Why Is Working Capital Important?

If your company has more financial liabilities than assets, this is considered negative working capital. If you don’t have enough cash available to cover resources, your business may have trouble supporting sustainable growth. The worse the working capital gets, the more challenging it may become to pay creditors, purchase inventory, and cover employee salaries.

debt collectionBut if your business has positive working capital, it will be able to cover those current expenses as well as fund future growth. For example, the greater the working capital, the easier it will be for your company to hire new staff, invest in additional real estate, or fund market research.

Lenders and investors may also look at working capital as a way to assess your company’s prospective financial health. Specifically, positive working capital indicates a higher promise of success, which in turn, may make it easier for you to secure loans or investments. Negative figures, however, could suggest your business is a financial risk that isn’t worth taking on.

How to Boost Working Capital

To increase your working capital and your company’s potential for success, you’ll want to look at ways to bring in more cash and spend less. Apart from securing more customers, you can boost your revenue stream by creating tighter guidelines for accounts receivable procedures. These efforts will improve the speed at which clients pay your business and reduce the likelihood of having to use a collection agency to secure past-due balances.

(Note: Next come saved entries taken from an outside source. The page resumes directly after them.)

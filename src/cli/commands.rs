//! CLI command definitions

use crate::core::{GrantFields, ItemFields, NewsletterFields};
use chrono::NaiveDate;
use clap::Args;
use std::path::PathBuf;

/// Show the board, one column per stage
#[derive(Debug, Args, Clone)]
pub struct ShowCommand {
    /// Only show items whose text matches
    #[arg(short, long)]
    pub search: Option<String>,

    /// Treat the search as a regular expression
    #[arg(long, requires = "search")]
    pub regex: bool,

    /// Output in JSON format
    #[arg(long)]
    pub json: bool,
}

/// Add an item to the first stage
#[derive(Debug, Args, Clone)]
pub struct AddCommand {
    #[command(flatten)]
    pub fields: FieldArgs,
}

/// Move an item to another stage
#[derive(Debug, Args, Clone)]
pub struct MoveCommand {
    /// Item id (a unique prefix is enough)
    pub id: String,

    /// Target stage key
    pub stage: String,

    /// Apply as a drag-and-drop gesture instead of a detail-panel button
    #[arg(long)]
    pub drag: bool,
}

/// Edit an item's fields
#[derive(Debug, Args, Clone)]
pub struct EditCommand {
    /// Item id (a unique prefix is enough)
    pub id: String,

    #[command(flatten)]
    pub fields: FieldArgs,
}

/// Remove an item
#[derive(Debug, Args, Clone)]
pub struct RemoveCommand {
    /// Item id (a unique prefix is enough)
    pub id: String,
}

/// Show one item with its "move to" targets
#[derive(Debug, Args, Clone)]
pub struct DetailCommand {
    /// Item id (a unique prefix is enough)
    pub id: String,

    /// Output in JSON format
    #[arg(long)]
    pub json: bool,
}

/// Validate a board configuration
#[derive(Debug, Args, Clone)]
pub struct ValidateCommand {
    /// Path to board YAML file
    #[arg(short, long)]
    pub file: PathBuf,

    /// Output in JSON format
    #[arg(long)]
    pub json: bool,
}

/// Render an event month
#[derive(Debug, Args, Clone)]
pub struct CalendarCommand {
    /// Month to show as YYYY-MM (defaults to the current month)
    #[arg(short, long, value_parser = parse_month)]
    pub month: Option<(i32, u32)>,

    /// Start weeks on Sunday instead of Monday
    #[arg(long)]
    pub sunday_first: bool,

    /// Number of upcoming events to list under the grid
    #[arg(long, default_value_t = 5)]
    pub upcoming: usize,
}

/// Chat with the assistant endpoint
#[derive(Debug, Args, Clone)]
pub struct ChatCommand {
    /// Send one message and exit; interactive when omitted
    pub message: Vec<String>,

    /// Endpoint URL (overrides config and PIPEBOARD_CHAT_URL)
    #[arg(short, long)]
    pub endpoint: Option<String>,

    /// Request timeout in seconds
    #[arg(long)]
    pub timeout: Option<u64>,

    /// Send only the most recent N messages
    #[arg(long)]
    pub window: Option<usize>,
}

/// Item fields shared by `add` and `edit`
///
/// Flags map onto the board's item type; see [`ApplyFields`].
#[derive(Debug, Args, Clone, Default)]
pub struct FieldArgs {
    /// Grant foundation or newsletter title
    #[arg(short, long)]
    pub title: Option<String>,

    /// Requested amount in CHF (grants)
    #[arg(long)]
    pub amount: Option<u64>,

    /// Grant deadline or newsletter send date (YYYY-MM-DD or DD.MM.YYYY)
    #[arg(long, value_parser = parse_date)]
    pub date: Option<NaiveDate>,

    /// Grant contact or newsletter author
    #[arg(long)]
    pub contact: Option<String>,

    /// Grant notes or newsletter summary
    #[arg(long)]
    pub notes: Option<String>,
}

/// Copy the given flags onto a form draft, leaving other fields alone
pub trait ApplyFields: ItemFields {
    fn apply(&mut self, args: &FieldArgs);
}

impl ApplyFields for GrantFields {
    fn apply(&mut self, args: &FieldArgs) {
        if let Some(title) = &args.title {
            self.foundation = title.clone();
        }
        if let Some(amount) = args.amount {
            self.amount = amount;
        }
        if args.date.is_some() {
            self.deadline = args.date;
        }
        if let Some(contact) = &args.contact {
            self.contact = contact.clone();
        }
        if let Some(notes) = &args.notes {
            self.notes = notes.clone();
        }
    }
}

impl ApplyFields for NewsletterFields {
    fn apply(&mut self, args: &FieldArgs) {
        if let Some(title) = &args.title {
            self.title = title.clone();
        }
        if args.date.is_some() {
            self.scheduled_for = args.date;
        }
        if let Some(contact) = &args.contact {
            self.author = contact.clone();
        }
        if let Some(notes) = &args.notes {
            self.summary = notes.clone();
        }
    }
}

/// Parse YYYY-MM-DD or the Swiss DD.MM.YYYY
pub fn parse_date(s: &str) -> Result<NaiveDate, String> {
    NaiveDate::parse_from_str(s, "%Y-%m-%d")
        .or_else(|_| NaiveDate::parse_from_str(s, "%d.%m.%Y"))
        .map_err(|_| format!("Invalid date: {} (expected YYYY-MM-DD or DD.MM.YYYY)", s))
}

/// Parse YYYY-MM
pub fn parse_month(s: &str) -> Result<(i32, u32), String> {
    let (year, month) = s
        .split_once('-')
        .ok_or_else(|| format!("Invalid month: {} (expected YYYY-MM)", s))?;
    let year: i32 = year.parse().map_err(|_| format!("Invalid year in {}", s))?;
    let month: u32 = month.parse().map_err(|_| format!("Invalid month in {}", s))?;
    if !(1..=12).contains(&month) {
        return Err(format!("Month out of range: {}", month));
    }
    Ok((year, month))
}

You can also improve working capital by looking for ways to cut expenses. For example, you might purchase inventory in bulk to benefit from lower rates. You might also hire a third-party accounts receivable management firm to reduce the overhead you spend on in-house accounting.

 

Whether you’re launching a new brand or ready to grow a corporation, Joseph, Mann & Creed offers reliable solutions that can help improve your company’s working capital. Based in Twinsburg, OH, this national and international B2B collection agency utilizes proven strategies to recoup unpaid balances from clients to keep your revenue growing. They also offer full-service accounts receivable management services to simplify the way clients pay you and prevent the need for debt collection. For more details on these capabilities, visit this firm online or on LinkedIn. Call (216) 831-5626 to speak about your company’s needs today.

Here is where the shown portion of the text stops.